**WHAT THE TASK ASKS**
Each record below is to be restated word for word.

**Collected data**
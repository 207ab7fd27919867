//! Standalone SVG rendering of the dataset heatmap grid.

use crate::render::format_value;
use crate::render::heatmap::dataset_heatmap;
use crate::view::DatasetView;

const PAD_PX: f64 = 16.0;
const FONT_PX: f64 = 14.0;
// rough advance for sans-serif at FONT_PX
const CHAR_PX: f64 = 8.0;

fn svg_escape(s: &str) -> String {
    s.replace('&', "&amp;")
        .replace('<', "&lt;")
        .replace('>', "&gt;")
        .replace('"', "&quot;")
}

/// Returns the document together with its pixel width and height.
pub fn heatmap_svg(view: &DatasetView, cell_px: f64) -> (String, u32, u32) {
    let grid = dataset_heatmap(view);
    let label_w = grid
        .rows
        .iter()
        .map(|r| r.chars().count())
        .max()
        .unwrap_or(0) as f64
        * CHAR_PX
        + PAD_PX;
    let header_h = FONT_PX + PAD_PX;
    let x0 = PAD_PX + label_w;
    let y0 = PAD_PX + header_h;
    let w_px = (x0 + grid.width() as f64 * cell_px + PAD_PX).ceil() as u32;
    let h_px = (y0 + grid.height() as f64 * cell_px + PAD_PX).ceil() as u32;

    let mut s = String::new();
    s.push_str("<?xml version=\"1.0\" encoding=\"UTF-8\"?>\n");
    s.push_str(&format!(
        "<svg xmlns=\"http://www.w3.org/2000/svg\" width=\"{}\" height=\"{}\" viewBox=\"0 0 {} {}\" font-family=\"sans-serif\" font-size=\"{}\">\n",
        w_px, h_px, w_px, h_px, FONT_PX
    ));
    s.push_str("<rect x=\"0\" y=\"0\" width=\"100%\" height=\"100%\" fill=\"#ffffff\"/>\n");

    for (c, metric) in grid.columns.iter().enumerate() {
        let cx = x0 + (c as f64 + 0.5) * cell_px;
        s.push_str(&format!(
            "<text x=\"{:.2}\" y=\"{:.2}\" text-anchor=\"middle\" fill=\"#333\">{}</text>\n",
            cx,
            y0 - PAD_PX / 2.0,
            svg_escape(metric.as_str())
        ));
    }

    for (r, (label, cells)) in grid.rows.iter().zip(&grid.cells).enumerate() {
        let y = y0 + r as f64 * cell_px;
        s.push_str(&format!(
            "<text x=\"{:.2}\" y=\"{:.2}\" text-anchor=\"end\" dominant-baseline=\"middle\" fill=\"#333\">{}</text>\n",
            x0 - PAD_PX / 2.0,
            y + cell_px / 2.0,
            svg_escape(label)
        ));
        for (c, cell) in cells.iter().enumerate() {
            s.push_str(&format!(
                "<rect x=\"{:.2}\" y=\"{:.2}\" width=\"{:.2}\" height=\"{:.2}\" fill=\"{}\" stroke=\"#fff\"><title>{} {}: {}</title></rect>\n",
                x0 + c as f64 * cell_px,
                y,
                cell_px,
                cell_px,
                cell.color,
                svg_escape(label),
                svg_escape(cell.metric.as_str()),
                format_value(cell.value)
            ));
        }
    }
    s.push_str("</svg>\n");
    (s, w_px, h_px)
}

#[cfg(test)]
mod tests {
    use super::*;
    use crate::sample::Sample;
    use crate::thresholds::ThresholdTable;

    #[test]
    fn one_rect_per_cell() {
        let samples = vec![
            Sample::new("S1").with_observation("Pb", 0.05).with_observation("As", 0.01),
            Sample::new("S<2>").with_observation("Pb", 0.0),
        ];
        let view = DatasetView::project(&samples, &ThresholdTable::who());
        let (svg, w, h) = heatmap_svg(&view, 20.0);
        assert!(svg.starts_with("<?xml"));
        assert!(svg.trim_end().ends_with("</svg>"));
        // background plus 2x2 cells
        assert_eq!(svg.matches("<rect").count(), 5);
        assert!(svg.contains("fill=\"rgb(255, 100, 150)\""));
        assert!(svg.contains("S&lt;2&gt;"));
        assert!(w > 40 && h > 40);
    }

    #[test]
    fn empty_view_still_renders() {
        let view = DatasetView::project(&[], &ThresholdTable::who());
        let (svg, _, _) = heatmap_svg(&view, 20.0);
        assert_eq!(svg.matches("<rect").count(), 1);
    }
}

**WORKED SOLUTION**
repository 207ab7fd27919867
//! Standalone SVG rendering of the dataset heatmap grid.

use crate::render::format_value;
use crate::render::heatmap::dataset_heatmap;
use crate::view::DatasetView;

const PAD_PX: f64 = 16.0;
const FONT_PX: f64 = 14.0;
// rough advance for sans-serif at FONT_PX
const CHAR_PX: f64 = 8.0;

fn svg_escape(s: &str) -> String {
    s.replace('&', "&amp;")
        .replace('<', "&lt;")
        .replace('>', "&gt;")
        .replace('"', "&quot;")
}

/// Returns the document together with its pixel width and height.
pub fn heatmap_svg(view: &DatasetView, cell_px: f64) -> (String, u32, u32) {
    let grid = dataset_heatmap(view);
    let label_w = grid
        .rows
        .iter()
        .map(|r| r.chars().count())
        .max()
        .unwrap_or(0) as f64
        * CHAR_PX
        + PAD_PX;
    let header_h = FONT_PX + PAD_PX;
    let x0 = PAD_PX + label_w;
    let y0 = PAD_PX + header_h;
    let w_px = (x0 + grid.width() as f64 * cell_px + PAD_PX).ceil() as u32;
    let h_px = (y0 + grid.height() as f64 * cell_px + PAD_PX).ceil() as u32;

    let mut s = String::new();
    s.push_str("<?xml version=\"1.0\" encoding=\"UTF-8\"?>\n");
    s.push_str(&format!(
        "<svg xmlns=\"http://www.w3.org/2000/svg\" width=\"{}\" height=\"{}\" viewBox=\"0 0 {} {}\" font-family=\"sans-serif\" font-size=\"{}\">\n",
        w_px, h_px, w_px, h_px, FONT_PX
    ));
    s.push_str("<rect x=\"0\" y=\"0\" width=\"100%\" height=\"100%\" fill=\"#ffffff\"/>\n");

    for (c, metric) in grid.columns.iter().enumerate() {
        let cx = x0 + (c as f64 + 0.5) * cell_px;
        s.push_str(&format!(
            "<text x=\"{:.2}\" y=\"{:.2}\" text-anchor=\"middle\" fill=\"#333\">{}</text>\n",
            cx,
            y0 - PAD_PX / 2.0,
            svg_escape(metric.as_str())
        ));
    }

    for (r, (label, cells)) in grid.rows.iter().zip(&grid.cells).enumerate() {
        let y = y0 + r as f64 * cell_px;
        s.push_str(&format!(
            "<text x=\"{:.2}\" y=\"{:.2}\" text-anchor=\"end\" dominant-baseline=\"middle\" fill=\"#333\">{}</text>\n",
            x0 - PAD_PX / 2.0,
            y + cell_px / 2.0,
            svg_escape(label)
        ));
        for (c, cell) in cells.iter().enumerate() {
            s.push_str(&format!(
                "<rect x=\"{:.2}\" y=\"{:.2}\" width=\"{:.2}\" height=\"{:.2}\" fill=\"{}\" stroke=\"#fff\"><title>{} {}: {}</title></rect>\n",
                x0 + c as f64 * cell_px,
                y,
                cell_px,
                cell_px,
                cell.color,
                svg_escape(label),
                svg_escape(cell.metric.as_str()),
                format_value(cell.value)
            ));
        }
    }
    s.push_str("</svg>\n");
    (s, w_px, h_px)
}

#[cfg(test)]
mod tests {
    use super::*;
    use crate::sample::Sample;
    use crate::thresholds::ThresholdTable;

    #[test]
    fn one_rect_per_cell() {
        let samples = vec![
            Sample::new("S1").with_observation("Pb", 0.05).with_observation("As", 0.01),
            Sample::new("S<2>").with_observation("Pb", 0.0),
        ];
        let view = DatasetView::project(&samples, &ThresholdTable::who());
        let (svg, w, h) = heatmap_svg(&view, 20.0);
        assert!(svg.starts_with("<?xml"));
        assert!(svg.trim_end().ends_with("</svg>"));
        // background plus 2x2 cells
        assert_eq!(svg.matches("<rect").count(), 5);
        assert!(svg.contains("fill=\"rgb(255, 100, 150)\""));
        assert!(svg.contains("S&lt;2&gt;"));
        assert!(w > 40 && h > 40);
    }

    #[test]
    fn empty_view_still_renders() {
        let view = DatasetView::project(&[], &ThresholdTable::who());
        let (svg, _, _) = heatmap_svg(&view, 20.0);
        assert_eq!(svg.matches("<rect").count(), 1);
    }
}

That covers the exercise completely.